7. In our judgment, a decree in favour of the plaintiff in the suit cannot be sustained on the present state of the record; and we have come to the conclusion that there should be a remand of the case for enabling the parties concerned to bring before the Court evidence in support of their respective cases, relating to the following points: (1) Whether the reference to arbitration, followed by a decree of the Court on the award of the arbitrator passed on 9th February 1923, could be considered to be a part of a device for protecting the properties of defendant 3, by having recourse to colourable and benami transactions and proceedings, as alleged by the plaintiff. (2) Whether defendant 1 could be allowed to challenge the mortgage of 10th September 1927, executed by defendant 2 in favour of the plaintiff and the decree following upon the same, regard being had to the subsequent conduct of the parties to the same. (3) The nature and effect of the possession, if any, of the son or sons of defendant 3 and the effect of the same on the question of benami as raised by defendant 1 in the suit.

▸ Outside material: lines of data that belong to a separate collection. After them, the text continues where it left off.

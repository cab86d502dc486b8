use std::env;
use std::time::Duration;

use criterion::measurement::Measurement;
use criterion::{BenchmarkGroup, Criterion, Throughput};

#[derive(Debug, Clone, Copy, PartialEq, Eq)]
pub enum BenchTier {
    Quick,
    Full,
}

impl BenchTier {
    pub fn from_env() -> Self {
        match env::var("AOZORACONV_BENCH_TIER").as_deref() {
            Ok("full") => Self::Full,
            _ => Self::Quick,
        }
    }
}

#[derive(Debug, Clone)]
pub struct BenchConfig {
    pub seed: u64,
    pub sample_size: usize,
    pub measurement: Duration,
}

pub fn bench_config() -> BenchConfig {
    let seed = env::var("AOZORACONV_BENCH_SEED")
        .ok()
        .and_then(|v| v.parse::<u64>().ok())
        .unwrap_or(0xC0FFEE);
    let (sample_size, measurement) = match BenchTier::from_env() {
        BenchTier::Quick => (20, Duration::from_secs(3)),
        BenchTier::Full => (30, Duration::from_secs(5)),
    };
    BenchConfig {
        seed,
        sample_size,
        measurement,
    }
}

pub fn configure_group<M: Measurement>(group: &mut BenchmarkGroup<'_, M>, cfg: &BenchConfig) {
    group.sample_size(cfg.sample_size);
    group.measurement_time(cfg.measurement);
}

pub fn bench_criterion() -> Criterion {
    Criterion::default().configure_from_args()
}

pub fn bytes_throughput(len: usize) -> Throughput {
    Throughput::Bytes(len as u64)
}

pub fn elements_throughput(n: usize) -> Throughput {
    Throughput::Elements(n as u64)
}

#[derive(Clone)]
pub struct XorShift64 {
    state: u64,
}

impl XorShift64 {
    pub fn new(seed: u64) -> Self {
        Self { state: seed.max(1) }
    }

    pub fn next_u64(&mut self) -> u64 {
        let mut x = self.state;
        x ^= x << 13;
        x ^= x >> 7;
        x ^= x << 17;
        self.state = x;
        x
    }

    pub fn gen_range(&mut self, min: u8, max: u8) -> u8 {
        min + (self.next_u64() % u64::from(max - min + 1)) as u8
    }
}
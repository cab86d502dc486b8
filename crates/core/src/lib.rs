//! aozoraconv - JIS X 0213 coordinate tables and Aozora Bunko text conversion.
//!
//! The crate maps Unicode to and from JIS X 0213 plane-row-cell coordinates,
//! tests membership in the JIS X 0208 subset, projects coordinates onto
//! Shift_JIS byte pairs, and converts whole documents between UTF-8 and the
//! Shift_JIS flavour used by Aozora Bunko.

pub mod aozora;
pub mod codec;
pub mod convert;
pub mod error;
pub mod jis;
pub mod sjis;

pub use aozora::{normalize_backward, normalize_forward};
pub use codec::{LegacyCodec, ShiftJis};
pub use convert::{Aozora, decode_document, encode_document};
pub use error::{CodecError, ConvError, Result};
pub use jis::{Coordinate, encode_char, is_jis0208, to_coordinate, to_unicode};
pub use sjis::kuten_to_sjis;
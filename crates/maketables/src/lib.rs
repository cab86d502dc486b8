//! Offline generator for the JIS X 0213 lookup tables of `aozoraconv-core`.
//!
//! Reads the x0213.org code table and emits the Rust module with the dense
//! decode table, the interval-compressed encode tables and the
//! combining-sequence map.

pub mod parse;
pub mod render;
pub mod tables;

pub use parse::{Line, Mapping, ParseError, parse_line};
pub use render::render;
pub use tables::{DEFAULT_SEPARATION, Interval, TableError, Tables};
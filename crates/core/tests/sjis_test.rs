//! Cross-checks the Shift_JIS projection against encoding_rs.

use aozoraconv_core::{Coordinate, is_jis0208, kuten_to_sjis, normalize_backward};
use encoding_rs::SHIFT_JIS;

#[test]
fn test_lead_and_trail_ranges() {
    for row in 1..=94u8 {
        for cell in 1..=94u8 {
            let [lead, trail] = kuten_to_sjis(row, cell);
            assert!((0x81..=0xEF).contains(&lead), "lead {lead:#x} for {row}-{cell}");
            assert!(!(0xA0..=0xDF).contains(&lead));
            assert!((0x40..=0xFC).contains(&trail), "trail {trail:#x} for {row}-{cell}");
            assert_ne!(trail, 0x7F);
        }
    }
}

#[test]
fn test_projection_is_injective() {
    let mut seen = std::collections::HashSet::new();
    for row in 1..=94u8 {
        for cell in 1..=94u8 {
            assert!(seen.insert(kuten_to_sjis(row, cell)));
        }
    }
    assert_eq!(seen.len(), 94 * 94);
}

#[test]
fn test_jis0208_pairs_decode_to_table_characters() {
    for row in 1..=94u8 {
        for cell in 1..=94u8 {
            if !is_jis0208(1, row, cell) {
                continue;
            }
            let bytes = kuten_to_sjis(row, cell);
            let decoded = SHIFT_JIS
                .decode_without_bom_handling_and_without_replacement(&bytes)
                .unwrap_or_else(|| panic!("{row}-{cell} ({}) does not decode", hex::encode(bytes)));
            assert_eq!(decoded.chars().count(), 1);

            // 1-1-17 is OVERLINE in the standard but FULLWIDTH MACRON in code page 932.
            if (row, cell) == (1, 17) {
                assert_eq!(decoded, "\u{FFE3}");
                continue;
            }
            let coord = Coordinate::new(1, row, cell).unwrap();
            assert_eq!(
                normalize_backward(&decoded),
                coord.to_unicode().unwrap(),
                "mismatch at {coord}"
            );
        }
    }
}

#[test]
fn test_to_sjis_matches_encoder() {
    let coord = Coordinate::new(1, 4, 2).unwrap();
    let (bytes, _, had_errors) = SHIFT_JIS.encode("あ");
    assert!(!had_errors);
    assert_eq!(hex::encode(coord.to_sjis().unwrap()), hex::encode(&bytes[..]));
    assert_eq!(hex::encode(&bytes[..]), "82a0");
}
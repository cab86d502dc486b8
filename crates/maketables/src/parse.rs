//! Parser for the x0213.org code table line format.
//!
//! Each entry line looks like `3-2477\tU+304B+309A\t# comment`: a plane
//! field offset by 2, a row and cell as two-digit hex offset by 0x20, and
//! zero, one or two Unicode scalars.

use thiserror::Error;

const PLANE_OFFSET: u8 = 2;
const CODE_OFFSET: u8 = 0x20;

#[derive(Debug, Clone, Copy, PartialEq, Eq)]
pub enum Mapping {
    /// The coordinate exists but has no character.
    Unassigned,
    Single(char),
    /// A base character followed by a combining mark.
    Combining(char, char),
}

/// One parsed entry, with plane, row and cell already de-offset.
#[derive(Debug, Clone, Copy, PartialEq, Eq)]
pub struct Line {
    pub plane: u8,
    pub row: u8,
    pub cell: u8,
    pub mapping: Mapping,
}

#[derive(Error, Debug, Clone, PartialEq, Eq)]
#[error("line {line_no}: could not parse {text:?}: {reason}")]
pub struct ParseError {
    pub line_no: usize,
    pub text: String,
    pub reason: String,
}

/// Parse one line of the code table.
///
/// Blank lines and `#` comments yield `Ok(None)`.
pub fn parse_line(line_no: usize, text: &str) -> Result<Option<Line>, ParseError> {
    let err = |reason: &str| ParseError {
        line_no,
        text: text.to_string(),
        reason: reason.to_string(),
    };

    let trimmed = text.trim();
    if trimmed.is_empty() || trimmed.starts_with('#') {
        return Ok(None);
    }

    let mut fields = trimmed.split('\t');
    let code = fields.next().unwrap_or_default();
    let (plane, row, cell) = parse_code(code).map_err(err)?;
    let mapping = match fields.next() {
        None => Mapping::Unassigned,
        Some(field) if field.is_empty() || field.starts_with('#') => Mapping::Unassigned,
        Some(field) => parse_mapping(field).map_err(err)?,
    };

    Ok(Some(Line {
        plane,
        row,
        cell,
        mapping,
    }))
}

fn parse_code(code: &str) -> Result<(u8, u8, u8), &'static str> {
    let (plane, rowcell) = code.split_once('-').ok_or("missing '-' in code field")?;
    let plane: u8 = plane.parse().map_err(|_| "invalid plane")?;
    if rowcell.len() != 4 || !rowcell.bytes().all(|b| b.is_ascii_hexdigit()) {
        return Err("row and cell must be four hex digits");
    }
    let row = u8::from_str_radix(&rowcell[..2], 16).map_err(|_| "invalid row")?;
    let cell = u8::from_str_radix(&rowcell[2..], 16).map_err(|_| "invalid cell")?;

    let plane = plane
        .checked_sub(PLANE_OFFSET)
        .filter(|p| (1..=2).contains(p))
        .ok_or("plane out of range")?;
    let row = row
        .checked_sub(CODE_OFFSET)
        .filter(|r| (1..=94).contains(r))
        .ok_or("row out of range")?;
    let cell = cell
        .checked_sub(CODE_OFFSET)
        .filter(|c| (1..=94).contains(c))
        .ok_or("cell out of range")?;
    Ok((plane, row, cell))
}

fn parse_mapping(field: &str) -> Result<Mapping, &'static str> {
    let scalars = field.strip_prefix("U+").ok_or("mapping must start with U+")?;
    match scalars.split_once('+') {
        None => Ok(Mapping::Single(parse_scalar(scalars)?)),
        Some((base, mark)) => {
            let mark = mark.strip_prefix("U+").unwrap_or(mark);
            Ok(Mapping::Combining(parse_scalar(base)?, parse_scalar(mark)?))
        }
    }
}

fn parse_scalar(hex: &str) -> Result<char, &'static str> {
    if hex.is_empty() || !hex.bytes().all(|b| b.is_ascii_hexdigit()) {
        return Err("invalid hex scalar");
    }
    u32::from_str_radix(hex, 16)
        .ok()
        .and_then(char::from_u32)
        .ok_or("not a unicode scalar value")
}

#[cfg(test)]
mod tests {
    use super::*;

    #[test]
    fn test_single_scalar() {
        let line = parse_line(1, "3-2121\tU+3000\t# IDEOGRAPHIC SPACE").unwrap();
        assert_eq!(
            line,
            Some(Line {
                plane: 1,
                row: 1,
                cell: 1,
                mapping: Mapping::Single('\u{3000}'),
            })
        );
    }

    #[test]
    fn test_combining_pair() {
        let line = parse_line(1, "3-2477\tU+304B+309A\t# \t[2000]").unwrap().unwrap();
        assert_eq!((line.plane, line.row, line.cell), (1, 4, 87));
        assert_eq!(line.mapping, Mapping::Combining('\u{304B}', '\u{309A}'));

        let line = parse_line(1, "3-2477\tU+304B+U+309A").unwrap().unwrap();
        assert_eq!(line.mapping, Mapping::Combining('\u{304B}', '\u{309A}'));
    }

    #[test]
    fn test_unassigned() {
        let line = parse_line(1, "4-2E7E\t\t# <reserved>").unwrap().unwrap();
        assert_eq!((line.plane, line.row, line.cell), (2, 14, 94));
        assert_eq!(line.mapping, Mapping::Unassigned);
        assert_eq!(parse_line(1, "3-2E21").unwrap().unwrap().mapping, Mapping::Unassigned);
    }

    #[test]
    fn test_plane_two_supplementary() {
        let line = parse_line(1, "4-2121\tU+20089\t# <cjk>").unwrap().unwrap();
        assert_eq!((line.plane, line.row, line.cell), (2, 1, 1));
        assert_eq!(line.mapping, Mapping::Single('\u{20089}'));
    }

    #[test]
    fn test_comments_and_blank_lines() {
        assert_eq!(parse_line(1, "").unwrap(), None);
        assert_eq!(parse_line(1, "   ").unwrap(), None);
        assert_eq!(parse_line(1, "## Date: 2004").unwrap(), None);
    }

    #[test]
    fn test_malformed_lines_name_the_line() {
        let cases = [
            "3_2121\tU+3000",
            "3-21\tU+3000",
            "3-2G21\tU+3000",
            "5-2121\tU+3000",
            "3-2021\tU+3000",
            "3-217F\tU+3000",
            "3-2121\t3000",
            "3-2121\tU+",
            "3-2121\tU+D800",
            "3-2121\tU+304B+",
        ];
        for (i, text) in cases.iter().enumerate() {
            let err = parse_line(i + 10, text).unwrap_err();
            assert_eq!(err.line_no, i + 10);
            assert_eq!(err.text, *text);
            assert!(err.to_string().starts_with(&format!("line {}:", i + 10)));
        }
    }
}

8. With a view to arrive at a proper decision on evidence, it would be open to the Court below to take further evidence in the case, both oral and documentary, and special attention should be given to the case set out in the written statement filed in the suit by defendant 2. In the result, the decision and decree of the trial Court, dismissing the suit of the plaintiff-appellant, are set aside, and the case is remitted to that Court for a fresh decision, keeping in view the position indicated in this judgment. The costs in the litigation, including the costs in this appeal, are to abide the result after remand.